8 Ways Employers Can Support Mental Health in the Workplace
As we head into 2026, one thing is increasingly clear: most organisations are still not doing enough to support mental health in the workplace. The pressure on employees continues to rise, the data grows more alarming each year and yet many companies are still relying on surface-level fixes. An EAP is rolled out as a box tick. A mindfulness webinar is booked once a year. A wellbeing newsletter goes out… and everyone hopes it will be enough.
But the gap between what employees need and what organisations provide keeps widening. The McKinsey Health Institute’s most recent findings show that fewer than six in ten employees consider themselves in good holistic health. Workload strain, emotional fatigue and rising stress levels are now common across industries.

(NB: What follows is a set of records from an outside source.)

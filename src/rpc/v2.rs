//! JSON-RPC 2.0 single call protocol
//!
//! Validation failures are answered in-band with an error envelope; only
//! listener failures escape as `ProtocolError`.

use std::sync::Arc;

use async_trait::async_trait;
use serde_json::{Map, Value};
use tracing::{trace, warn};

use crate::errors::{CommandError, ProtocolError};
use crate::ipc::{
    command::CommandExecutor,
    connection::{Connection, ProtocolVersion},
    listeners::CallListener,
    scope::{CallScope, ScopedCall},
    session::SessionProvider,
};
use crate::rpc::{
    arguments::IpcArguments, call::IpcCall, error_code::ErrorCode, Protocol, Reply, ID, JSON_RPC,
    METHOD, PARAMS, RESULT,
};

pub const VERSION: &str = "2.0";

const KEYS: [&[&str]; 4] = [
    // request
    &[JSON_RPC, METHOD, PARAMS, ID],
    // request without params
    &[JSON_RPC, METHOD, ID],
    // notification
    &[JSON_RPC, METHOD, PARAMS],
    // notification without params
    &[JSON_RPC, METHOD],
];

pub struct JsonRpc2Protocol {
    executor: Arc<dyn CommandExecutor>,
    sessions: Arc<dyn SessionProvider>,
    scope: Arc<dyn CallScope>,
    listener: Arc<dyn CallListener>,
}

impl JsonRpc2Protocol {
    pub fn new(
        executor: Arc<dyn CommandExecutor>,
        sessions: Arc<dyn SessionProvider>,
        scope: Arc<dyn CallScope>,
        listener: Arc<dyn CallListener>,
    ) -> Self {
        Self {
            executor,
            sessions,
            scope,
            listener,
        }
    }

    async fn execute(&self, id: Value, method: &str, call: IpcCall) -> Result<Reply, ProtocolError> {
        self.listener.on_call_create(&call)?;

        let outcome = {
            let mut scoped = ScopedCall::enter(call, self.scope.as_ref(), self.listener.as_ref());
            self.executor.execute(method, scoped.call_mut()).await
        };

        let response = match outcome {
            Ok(_) if id.is_null() => {
                trace!("request was notification, returning no result");
                return Ok(Reply::NoResponse);
            }
            Err(err) if id.is_null() => {
                warn!(method = %method, error = %err, "notification failed");
                return Ok(Reply::NoResponse);
            }
            Ok(result) => {
                trace!(?result, "returning result");
                success(result, id)
            }
            Err(ref err @ CommandError::NotFound(_)) => ErrorCode::MethodNotFound.response(id, err),
            Err(CommandError::Execution(cause)) => {
                ErrorCode::InternalError.response(id, &*cause)
            }
            Err(ref err @ CommandError::Unexpected(_)) => {
                ErrorCode::InternalError.response(id, err)
            }
        };

        Ok(Reply::Message(response))
    }
}

fn success(result: Map<String, Value>, id: Value) -> Value {
    let mut response = Map::new();
    response.insert(JSON_RPC.to_string(), Value::String(VERSION.to_string()));
    response.insert(RESULT.to_string(), Value::Object(result));
    response.insert(ID.to_string(), id);
    Value::Object(response)
}

/// Whether `id` is absent or one of string, integer or boolean.
fn is_valid_id(id: &Value) -> bool {
    match id {
        Value::Null | Value::String(_) | Value::Bool(_) => true,
        Value::Number(number) => number.is_i64(),
        Value::Array(_) | Value::Object(_) => false,
    }
}

#[async_trait]
impl Protocol for JsonRpc2Protocol {
    fn name(&self) -> &'static str {
        "jsonrpc-2.0"
    }

    fn supports(&self, request: &Value) -> bool {
        let Some(request) = request.as_object() else {
            return false;
        };

        KEYS.iter().any(|keys| {
            request.len() == keys.len() && keys.iter().all(|key| request.contains_key(*key))
        })
    }

    async fn process(
        &self,
        request: &Value,
        connection: &Arc<Connection>,
    ) -> Result<Reply, ProtocolError> {
        trace!(%request, "processing json-rpc 2.0 call");
        let request = request
            .as_object()
            .ok_or(ProtocolError::InvalidRequest("request must be an object"))?;

        let id = request.get(ID).cloned().unwrap_or(Value::Null);
        trace!(%id, "call id");

        if !is_valid_id(&id) {
            return Ok(Reply::Message(ErrorCode::InvalidRequest.message_response(
                id,
                "id must be on of [string, number, boolean]",
            )));
        }

        if request.get(JSON_RPC).and_then(Value::as_str) != Some(VERSION) {
            return Ok(Reply::Message(
                ErrorCode::InvalidRequest.message_response(id, "jsonrpc must be 2.0"),
            ));
        }

        let Some(method) = request.get(METHOD).and_then(Value::as_str) else {
            return Ok(Reply::Message(
                ErrorCode::InvalidRequest.message_response(id, "method must be a string"),
            ));
        };
        trace!(method = %method, "requested method");

        let arguments = match request.get(PARAMS) {
            None => {
                trace!("no params, using empty arguments");
                IpcArguments::new()
            }
            Some(Value::Array(params)) => {
                trace!(?params, "incoming positional params");
                IpcArguments::from_positional(params.clone())
            }
            Some(Value::Object(params)) => {
                trace!(?params, "incoming named params");
                IpcArguments::from_named(params.clone())
            }
            Some(_) => {
                return Ok(Reply::Message(ErrorCode::InvalidParams.message_response(
                    id,
                    "params must be either an array or an object",
                )));
            }
        };

        let session = self.sessions.get_session(connection.id(), None);
        connection.attach_to(session);
        connection.stamp(ProtocolVersion::V2);

        let call = IpcCall::new(arguments, Arc::clone(connection));
        self.execute(id, method, call).await
    }

    fn on_error(&self, error: &ProtocolError, request: &Value) -> Value {
        let id = request.get(ID).cloned().unwrap_or(Value::Null);
        ErrorCode::InternalError.response(id, error)
    }

    fn on_connection_destroy(&self, connection: &Connection) {
        if !connection.is_stamped(ProtocolVersion::V2) {
            return;
        }

        if let Some(session) = connection.session() {
            session.clear();
        }
    }
}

Deloitte’s analysis also highlights the financial impact, with poor mental health costing UK employers billions annually through lost productivity, absenteeism and people trying to work while struggling.
So the disconnect is no longer subtle. We know what improves mental health at work. We know the impact on performance, culture and retention. Yet too many organisations continue to underinvest or delay taking meaningful action.
If leaders want their teams to thrive in 2026 and beyond, supporting mental health in the workplace cannot be a gesture. It needs to be strategic, embedded and lived every day.
Here are eight practical, research-backed ways employers can build healthier, more resilient and higher-performing teams this year.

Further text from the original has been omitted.